An article from a summer series outlining the work of marine scientists published by NIWA.
This summer, watch out when snorkelling around the New Zealand coastline, for our very own sea monster: Hippocampus abdominalis, the pot-bellied sea horse.
’Fully grown sea horses can be found at a depth of 5—10 metres, often amongst seaweeds, and are most active at dawn or dusk. They’re not fast swimmers — in fact people are faster’, says Dr Chris Woods, a scientist with NIWA’s Marine Ecology and Aquaculture group in Christchurch.
All sea horses belong to the genus Hippocampus, (from the Greek hippos, meaning horse and campus, meaning sea-monster).

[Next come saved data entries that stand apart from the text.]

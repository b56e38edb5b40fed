//! Command line arguments and the validated controller configuration

use std::net::SocketAddr;
use std::time::Duration;

use clap::Parser;

use crate::controller::{
    ExcludedResources, FinalizerMarker, DEFAULT_FINALIZER, DEFAULT_RETRY_DELAY, DEFAULT_WORKERS,
};
use crate::error::{Error, Result};
use crate::telemetry::LogFormat;

/// Address the health and metrics server binds to by default
pub const DEFAULT_METRICS_ADDR: &str = "0.0.0.0:8080";

#[derive(Parser, Debug, Clone)]
#[command(name = "namespace-finalizer")]
#[command(about = "Runs cleanup routines before Kubernetes namespaces are deleted", long_about = None)]
#[command(version)]
pub struct Args {
    /// Log level or filter directives (overridden by RUST_LOG)
    #[arg(short = 'l', long, default_value = "info")]
    pub log_level: String,

    /// Log output format
    #[arg(long, value_enum, default_value_t = LogFormat::Json)]
    pub log_format: LogFormat,

    /// Number of concurrent reconciliation workers
    #[arg(long, default_value_t = DEFAULT_WORKERS)]
    pub workers: usize,

    /// Seconds to wait before reopening a failed watch stream
    #[arg(long, default_value_t = DEFAULT_RETRY_DELAY.as_secs())]
    pub retry_delay_secs: u64,

    /// Finalizer this controller owns
    #[arg(long, default_value = DEFAULT_FINALIZER)]
    pub finalizer: String,

    /// Additional namespaces to ignore, on top of the system ones
    #[arg(long = "exclude", value_name = "NAMESPACE")]
    pub exclude: Vec<String>,

    /// Bind address for /health and /metrics
    #[arg(long, default_value = DEFAULT_METRICS_ADDR)]
    pub metrics_addr: SocketAddr,
}

/// Controller settings after validation
#[derive(Debug, Clone, PartialEq)]
pub struct ControllerConfig {
    pub workers: usize,
    pub retry_delay: Duration,
    pub marker: FinalizerMarker,
    pub excluded: ExcludedResources,
    pub metrics_addr: SocketAddr,
}

impl Default for ControllerConfig {
    fn default() -> Self {
        Self {
            workers: DEFAULT_WORKERS,
            retry_delay: DEFAULT_RETRY_DELAY,
            marker: FinalizerMarker::default(),
            excluded: ExcludedResources::default(),
            metrics_addr: SocketAddr::from(([0, 0, 0, 0], 8080)),
        }
    }
}

impl TryFrom<&Args> for ControllerConfig {
    type Error = Error;

    fn try_from(args: &Args) -> Result<Self> {
        if args.workers == 0 {
            return Err(Error::ConfigError(
                "--workers must be at least 1".to_string(),
            ));
        }
        if args.exclude.iter().any(|name| name.trim().is_empty()) {
            return Err(Error::ConfigError(
                "--exclude needs a namespace name".to_string(),
            ));
        }

        Ok(Self {
            workers: args.workers,
            retry_delay: Duration::from_secs(args.retry_delay_secs),
            marker: args.finalizer.parse()?,
            excluded: ExcludedResources::with_system(args.exclude.iter().cloned()),
            metrics_addr: args.metrics_addr,
        })
    }
}
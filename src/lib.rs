//! Namespace finalizer library
//!
//! Guards Kubernetes namespaces with a finalizer and runs registered cleanup
//! routines before letting their deletion complete.

pub mod config;
pub mod controller;
pub mod error;
pub mod reconcilers;
pub mod resource;
pub mod rest_api;
pub mod telemetry;

pub use error::{Error, Result};
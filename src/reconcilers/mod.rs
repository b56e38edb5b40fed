//! Pluggable cleanup capabilities
//!
//! A deployment registers one or more [`Reconciler`]s at startup. They run in
//! registration order for every resource whose deletion was requested, before
//! the finalizer is released.

mod example;

use std::sync::Arc;

use async_trait::async_trait;

use crate::error::{Error, Result};

pub use example::ExampleReconciler;

#[async_trait]
pub trait Reconciler: Send + Sync {
    /// Release whatever is tied to `resource`.
    ///
    /// Must be idempotent: it runs again after any failure in the same pass
    /// and after process restarts.
    async fn reconcile(&self, resource: &str) -> anyhow::Result<()>;
}

/// Ordered, immutable set of named capabilities
#[derive(Clone, Default)]
pub struct ReconcilerRegistry {
    entries: Arc<Vec<(String, Arc<dyn Reconciler>)>>,
}

impl ReconcilerRegistry {
    pub fn builder() -> ReconcilerRegistryBuilder {
        ReconcilerRegistryBuilder::default()
    }

    /// Capabilities in registration order
    pub fn iter(&self) -> impl Iterator<Item = (&str, &Arc<dyn Reconciler>)> {
        self.entries.iter().map(|(name, r)| (name.as_str(), r))
    }

    pub fn names(&self) -> Vec<&str> {
        self.entries.iter().map(|(name, _)| name.as_str()).collect()
    }

    pub fn len(&self) -> usize {
        self.entries.len()
    }

    pub fn is_empty(&self) -> bool {
        self.entries.is_empty()
    }
}

#[derive(Default)]
pub struct ReconcilerRegistryBuilder {
    entries: Vec<(String, Arc<dyn Reconciler>)>,
}

impl ReconcilerRegistryBuilder {
    pub fn register(
        self,
        name: impl Into<String>,
        reconciler: impl Reconciler + 'static,
    ) -> Result<Self> {
        self.insert(name.into(), Arc::new(reconciler))
    }

    /// Register an already shared capability
    pub fn register_arc(
        self,
        name: impl Into<String>,
        reconciler: Arc<dyn Reconciler>,
    ) -> Result<Self> {
        self.insert(name.into(), reconciler)
    }

    fn insert(mut self, name: String, reconciler: Arc<dyn Reconciler>) -> Result<Self> {
        if self.entries.iter().any(|(existing, _)| *existing == name) {
            return Err(Error::DuplicateReconciler(name));
        }
        self.entries.push((name, reconciler));
        Ok(self)
    }

    pub fn build(self) -> ReconcilerRegistry {
        ReconcilerRegistry {
            entries: Arc::new(self.entries),
        }
    }
}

Of the 38 known species of sea horse worldwide, New Zealand has one of the largest.
Sea horses propel themselves by using a small fin on their back that flutters and fins on the head which steer it. The sea horse has a big belly and leathery armour-like skin.
Courtship and reproduction in sea horses is elaborate, involving changing colour and much posturing. The male and female repeatedly approach each other with their heads tucked down and dorsal fins rapidly fluttering. A series of short tandem swimming bursts then follow, with tails entwined.

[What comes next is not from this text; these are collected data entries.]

//! Finalizer marker and the per-snapshot decision logic
//!
//! The controller keeps no memory between events: the marker on the resource
//! and its deletion timestamp are the whole state.

use std::fmt;
use std::str::FromStr;

use crate::error::{Error, Result};
use crate::resource::ResourceSnapshot;

/// Finalizer this controller owns unless configured otherwise
pub const DEFAULT_FINALIZER: &str = "example.com/namespace-finalizer";

/// A validated `<domain>/<name>` finalizer identifier
#[derive(Debug, Clone, PartialEq, Eq, Hash)]
pub struct FinalizerMarker(String);

impl FinalizerMarker {
    pub fn new(value: impl Into<String>) -> Result<Self> {
        let value = value.into();
        let valid = match value.split_once('/') {
            Some((domain, name)) => {
                domain.contains('.')
                    && !domain.starts_with('.')
                    && !domain.ends_with('.')
                    && !name.is_empty()
                    && !name.contains('/')
                    && value
                        .chars()
                        .all(|c| c.is_ascii_alphanumeric() || matches!(c, '.' | '-' | '_' | '/'))
            }
            None => false,
        };

        if valid {
            Ok(Self(value))
        } else {
            Err(Error::InvalidFinalizer(value))
        }
    }

    pub fn as_str(&self) -> &str {
        &self.0
    }
}

impl Default for FinalizerMarker {
    fn default() -> Self {
        Self(DEFAULT_FINALIZER.to_string())
    }
}

impl FromStr for FinalizerMarker {
    type Err = Error;

    fn from_str(s: &str) -> Result<Self> {
        Self::new(s)
    }
}

impl fmt::Display for FinalizerMarker {
    fn fmt(&self, f: &mut fmt::Formatter<'_>) -> fmt::Result {
        f.write_str(&self.0)
    }
}

/// Where a resource stands with respect to this controller's marker
#[derive(Debug, Clone, Copy, PartialEq, Eq)]
pub enum FinalizerState {
    /// Live resource without the marker
    NeedsMarker,
    /// Live resource guarded by the marker
    AwaitingDeletion,
    /// Deletion requested, cleanup not done yet
    NeedsCleanup,
    /// Deletion requested and the marker is gone; terminal
    Finalized,
}

/// What a worker has to do for a given state
#[derive(Debug, Clone, Copy, PartialEq, Eq)]
pub enum FinalizerAction {
    None,
    AddMarker,
    CleanupAndRemoveMarker,
}

impl FinalizerState {
    pub fn evaluate(resource: &ResourceSnapshot, marker: &FinalizerMarker) -> Self {
        match (
            resource.deletion_requested(),
            resource.has_finalizer(marker.as_str()),
        ) {
            (false, false) => FinalizerState::NeedsMarker,
            (false, true) => FinalizerState::AwaitingDeletion,
            (true, true) => FinalizerState::NeedsCleanup,
            (true, false) => FinalizerState::Finalized,
        }
    }

    pub fn action(&self) -> FinalizerAction {
        match self {
            FinalizerState::NeedsMarker => FinalizerAction::AddMarker,
            FinalizerState::NeedsCleanup => FinalizerAction::CleanupAndRemoveMarker,
            FinalizerState::AwaitingDeletion | FinalizerState::Finalized => FinalizerAction::None,
        }
    }

    /// The orchestrator may physically delete the resource
    pub fn is_deletable(&self) -> bool {
        matches!(self, FinalizerState::Finalized)
    }
}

Either sex then encourages the other to swim towards the surface by repeatedly pointing its snout upwards. If the other responds in the same way, the final stage of courtship begins. Both sexes swim upwards, with their heads pointed upwards and tails straight down. For egg transfer, the female faces the male, and they spiral together. Pressing the base of her abdomen against the male’s opened pouch, the female squirts her eggs into the male’s pouch to be fertilised. Then the two return to the safety of the seaweed and dull their colours, and it’s the male who bears the developing young.

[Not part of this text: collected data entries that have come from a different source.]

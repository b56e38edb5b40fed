use std::sync::Arc;

use tracing::{debug, error, info, instrument};

use crate::error::{Error, Result};
use crate::reconcilers::ReconcilerRegistry;
use crate::resource::{EventKind, ResourceApi, ResourceSnapshot, WatchEvent};

use super::finalizers::{FinalizerAction, FinalizerMarker, FinalizerState};
use super::metrics;

/// Shared state for the controller
pub struct ControllerState {
    pub api: Arc<dyn ResourceApi>,
    pub marker: FinalizerMarker,
    pub reconcilers: ReconcilerRegistry,
}

impl ControllerState {
    pub fn new(
        api: Arc<dyn ResourceApi>,
        marker: FinalizerMarker,
        reconcilers: ReconcilerRegistry,
    ) -> Self {
        Self {
            api,
            marker,
            reconcilers,
        }
    }
}

/// Evaluate one event and act on it
///
/// Every error stops here: it is logged and the resource is left as it was,
/// to be evaluated again on its next event.
#[instrument(skip(ctx, event), fields(name = %event.name(), kind = %event.kind))]
pub async fn handle_event(ctx: &ControllerState, event: WatchEvent) {
    debug!("Event: {} {}", event.kind, event.name());
    metrics::record_event(event.kind);

    if event.kind == EventKind::Deleted {
        debug!("{} was removed, nothing to do", event.name());
        return;
    }

    if let Err(e) = reconcile(ctx, &event.resource).await {
        if e.is_stale_snapshot() {
            debug!("Skipping stale snapshot of {}: {}", event.name(), e);
        } else {
            error!("{}", e);
        }
    }
}

async fn reconcile(ctx: &ControllerState, resource: &ResourceSnapshot) -> Result<()> {
    let state = FinalizerState::evaluate(resource, &ctx.marker);
    debug!("{} is {:?}", resource.name, state);

    match state.action() {
        FinalizerAction::AddMarker => add_finalizer(ctx, resource).await,
        FinalizerAction::CleanupAndRemoveMarker => cleanup_resource(ctx, resource).await,
        FinalizerAction::None => Ok(()),
    }
}

async fn add_finalizer(ctx: &ControllerState, resource: &ResourceSnapshot) -> Result<()> {
    info!(
        "Adding finalizer {} to namespace {}",
        ctx.marker, resource.name
    );
    let result = ctx.api.add_finalizer(resource, ctx.marker.as_str()).await;
    record_patch("add", &result);
    result
}

async fn remove_finalizer(ctx: &ControllerState, name: &str) -> Result<()> {
    info!("Removing finalizer {} from namespace {}", ctx.marker, name);
    let result = ctx.api.remove_finalizer(name, ctx.marker.as_str()).await;
    record_patch("remove", &result);
    result
}

/// Run every capability in registry order, then release the finalizer.
///
/// The first failing capability aborts the pass and keeps the finalizer.
async fn cleanup_resource(ctx: &ControllerState, resource: &ResourceSnapshot) -> Result<()> {
    let name = resource.name.as_str();
    info!("Cleaning up namespace {}", name);

    for (reconciler, capability) in ctx.reconcilers.iter() {
        debug!("Running {} for namespace {}", reconciler, name);
        match capability.reconcile(name).await {
            Ok(()) => metrics::record_cleanup(reconciler, "success"),
            Err(e) => {
                metrics::record_cleanup(reconciler, "failure");
                return Err(Error::ReconcileError {
                    reconciler: reconciler.to_string(),
                    resource: name.to_string(),
                    message: format!("{:#}", e),
                });
            }
        }
    }

    remove_finalizer(ctx, name).await?;
    info!("Cleanup complete for namespace {}", name);
    Ok(())
}

fn record_patch(operation: &str, result: &Result<()>) {
    let outcome = match result {
        Ok(()) => "success",
        Err(e) => e.metric_label(),
    };
    metrics::record_patch(operation, outcome);
}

If you’re face-to-face with sea horses this summer, remember don’t touch them, just admire these beautiful creatures from afar.
Dr Chris Woods worked in sea horse aquaculture for nine years at NIWA. His current research focuses on developing sustainable and effective aquaculture species opportunities and culture practices; and marine biosecurity, specifically: assisting with preventing, detecting, and responding to incursions of non-indigenous marine species in New Zealand. ’What I enjoy most about the work that I do is, firstly, having the opportunity to study and understand our fascinating and varied marine biota, and secondly, working with a great group of talented and enthusiastic colleagues.’